About this exercise:
Nothing but a number is expected: the count of lines in the data below that include "every".

::: Recorded data :::

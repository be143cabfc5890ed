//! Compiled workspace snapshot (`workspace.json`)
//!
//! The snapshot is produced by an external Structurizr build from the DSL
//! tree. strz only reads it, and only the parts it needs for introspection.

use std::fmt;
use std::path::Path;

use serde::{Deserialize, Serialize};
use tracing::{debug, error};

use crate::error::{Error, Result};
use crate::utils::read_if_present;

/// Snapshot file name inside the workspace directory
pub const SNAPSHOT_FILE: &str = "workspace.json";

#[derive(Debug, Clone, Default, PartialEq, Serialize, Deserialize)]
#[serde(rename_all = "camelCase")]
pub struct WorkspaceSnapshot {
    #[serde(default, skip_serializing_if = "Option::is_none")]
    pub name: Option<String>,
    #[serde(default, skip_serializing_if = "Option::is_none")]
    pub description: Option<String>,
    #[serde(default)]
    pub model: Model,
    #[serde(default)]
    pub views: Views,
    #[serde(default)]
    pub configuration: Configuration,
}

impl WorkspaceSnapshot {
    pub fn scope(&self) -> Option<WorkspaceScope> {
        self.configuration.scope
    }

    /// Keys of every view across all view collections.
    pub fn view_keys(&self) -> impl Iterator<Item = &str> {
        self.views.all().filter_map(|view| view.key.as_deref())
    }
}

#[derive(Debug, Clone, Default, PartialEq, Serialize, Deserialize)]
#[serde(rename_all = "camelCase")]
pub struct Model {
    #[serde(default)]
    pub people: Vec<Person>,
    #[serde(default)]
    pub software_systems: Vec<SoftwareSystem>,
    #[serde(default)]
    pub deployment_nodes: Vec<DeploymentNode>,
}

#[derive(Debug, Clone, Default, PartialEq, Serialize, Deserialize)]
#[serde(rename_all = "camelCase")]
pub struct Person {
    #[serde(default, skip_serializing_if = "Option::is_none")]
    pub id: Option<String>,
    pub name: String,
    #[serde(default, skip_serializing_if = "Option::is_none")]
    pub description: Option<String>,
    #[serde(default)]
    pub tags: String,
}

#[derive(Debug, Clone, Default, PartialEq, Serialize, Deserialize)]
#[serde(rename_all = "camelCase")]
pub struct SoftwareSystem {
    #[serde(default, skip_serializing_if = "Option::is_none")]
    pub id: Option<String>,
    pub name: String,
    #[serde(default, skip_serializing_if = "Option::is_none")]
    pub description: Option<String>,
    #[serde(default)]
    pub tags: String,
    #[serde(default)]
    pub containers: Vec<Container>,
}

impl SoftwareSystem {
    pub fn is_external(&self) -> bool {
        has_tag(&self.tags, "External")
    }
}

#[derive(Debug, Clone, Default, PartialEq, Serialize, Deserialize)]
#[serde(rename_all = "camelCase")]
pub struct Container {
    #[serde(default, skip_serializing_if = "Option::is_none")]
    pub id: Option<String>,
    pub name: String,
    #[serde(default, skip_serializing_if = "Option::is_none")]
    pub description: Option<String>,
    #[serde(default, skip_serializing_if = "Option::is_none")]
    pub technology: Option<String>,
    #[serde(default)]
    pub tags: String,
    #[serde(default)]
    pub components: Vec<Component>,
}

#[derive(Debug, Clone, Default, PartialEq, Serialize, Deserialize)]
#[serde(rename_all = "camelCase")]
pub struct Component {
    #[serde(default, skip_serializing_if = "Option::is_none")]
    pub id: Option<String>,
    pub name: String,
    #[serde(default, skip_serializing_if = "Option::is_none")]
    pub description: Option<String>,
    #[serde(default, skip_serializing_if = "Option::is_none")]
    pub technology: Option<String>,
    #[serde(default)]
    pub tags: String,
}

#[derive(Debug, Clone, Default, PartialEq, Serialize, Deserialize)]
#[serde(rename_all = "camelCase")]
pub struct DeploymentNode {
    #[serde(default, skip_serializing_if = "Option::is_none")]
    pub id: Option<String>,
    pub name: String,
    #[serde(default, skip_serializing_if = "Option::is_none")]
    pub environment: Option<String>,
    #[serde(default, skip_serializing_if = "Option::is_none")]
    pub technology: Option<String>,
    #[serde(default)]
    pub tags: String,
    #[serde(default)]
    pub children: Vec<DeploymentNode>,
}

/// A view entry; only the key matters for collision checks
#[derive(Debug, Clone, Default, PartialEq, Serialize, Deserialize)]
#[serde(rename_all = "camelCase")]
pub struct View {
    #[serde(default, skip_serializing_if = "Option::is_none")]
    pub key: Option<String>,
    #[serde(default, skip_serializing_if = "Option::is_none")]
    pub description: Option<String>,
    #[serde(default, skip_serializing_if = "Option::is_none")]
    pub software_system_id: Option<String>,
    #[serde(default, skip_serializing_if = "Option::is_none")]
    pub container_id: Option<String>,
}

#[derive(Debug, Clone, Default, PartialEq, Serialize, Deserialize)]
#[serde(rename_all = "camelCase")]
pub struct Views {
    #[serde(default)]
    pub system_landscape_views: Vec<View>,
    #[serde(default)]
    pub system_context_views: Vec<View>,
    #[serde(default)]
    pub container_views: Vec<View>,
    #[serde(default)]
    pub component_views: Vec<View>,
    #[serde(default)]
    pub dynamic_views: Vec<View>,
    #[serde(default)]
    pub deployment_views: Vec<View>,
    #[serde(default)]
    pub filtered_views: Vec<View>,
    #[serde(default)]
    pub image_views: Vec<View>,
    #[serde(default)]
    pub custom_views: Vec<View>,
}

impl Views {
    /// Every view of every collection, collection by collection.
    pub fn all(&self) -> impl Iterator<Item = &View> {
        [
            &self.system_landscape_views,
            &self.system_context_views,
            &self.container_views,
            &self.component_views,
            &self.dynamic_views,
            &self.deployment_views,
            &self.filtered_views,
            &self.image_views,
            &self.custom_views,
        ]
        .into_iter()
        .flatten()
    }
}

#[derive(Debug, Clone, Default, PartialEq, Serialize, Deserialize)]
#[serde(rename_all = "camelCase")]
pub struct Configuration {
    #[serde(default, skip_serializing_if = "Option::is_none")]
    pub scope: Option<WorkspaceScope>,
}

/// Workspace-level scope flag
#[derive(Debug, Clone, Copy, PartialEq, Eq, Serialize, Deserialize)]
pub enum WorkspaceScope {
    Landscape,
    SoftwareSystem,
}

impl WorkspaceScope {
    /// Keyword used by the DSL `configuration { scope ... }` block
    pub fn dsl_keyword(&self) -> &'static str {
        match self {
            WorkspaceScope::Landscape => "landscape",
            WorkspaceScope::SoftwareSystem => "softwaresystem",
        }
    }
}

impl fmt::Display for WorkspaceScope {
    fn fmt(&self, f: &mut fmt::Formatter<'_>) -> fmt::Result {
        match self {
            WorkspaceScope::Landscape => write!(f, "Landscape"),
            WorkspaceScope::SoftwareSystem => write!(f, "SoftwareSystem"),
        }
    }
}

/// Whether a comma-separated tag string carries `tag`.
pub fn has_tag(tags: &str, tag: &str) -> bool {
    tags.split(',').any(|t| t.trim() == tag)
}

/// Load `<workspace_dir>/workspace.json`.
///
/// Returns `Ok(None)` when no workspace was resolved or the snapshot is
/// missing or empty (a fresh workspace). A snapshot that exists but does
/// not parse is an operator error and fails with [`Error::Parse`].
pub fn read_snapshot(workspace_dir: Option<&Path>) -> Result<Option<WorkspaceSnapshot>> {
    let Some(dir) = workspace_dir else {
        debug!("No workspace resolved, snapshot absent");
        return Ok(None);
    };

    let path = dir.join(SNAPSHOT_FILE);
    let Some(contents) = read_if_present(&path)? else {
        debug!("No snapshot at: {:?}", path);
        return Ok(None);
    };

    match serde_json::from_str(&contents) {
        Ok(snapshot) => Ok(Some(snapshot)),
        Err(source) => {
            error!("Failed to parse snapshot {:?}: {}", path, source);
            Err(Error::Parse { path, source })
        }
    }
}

:::

Task answer:
2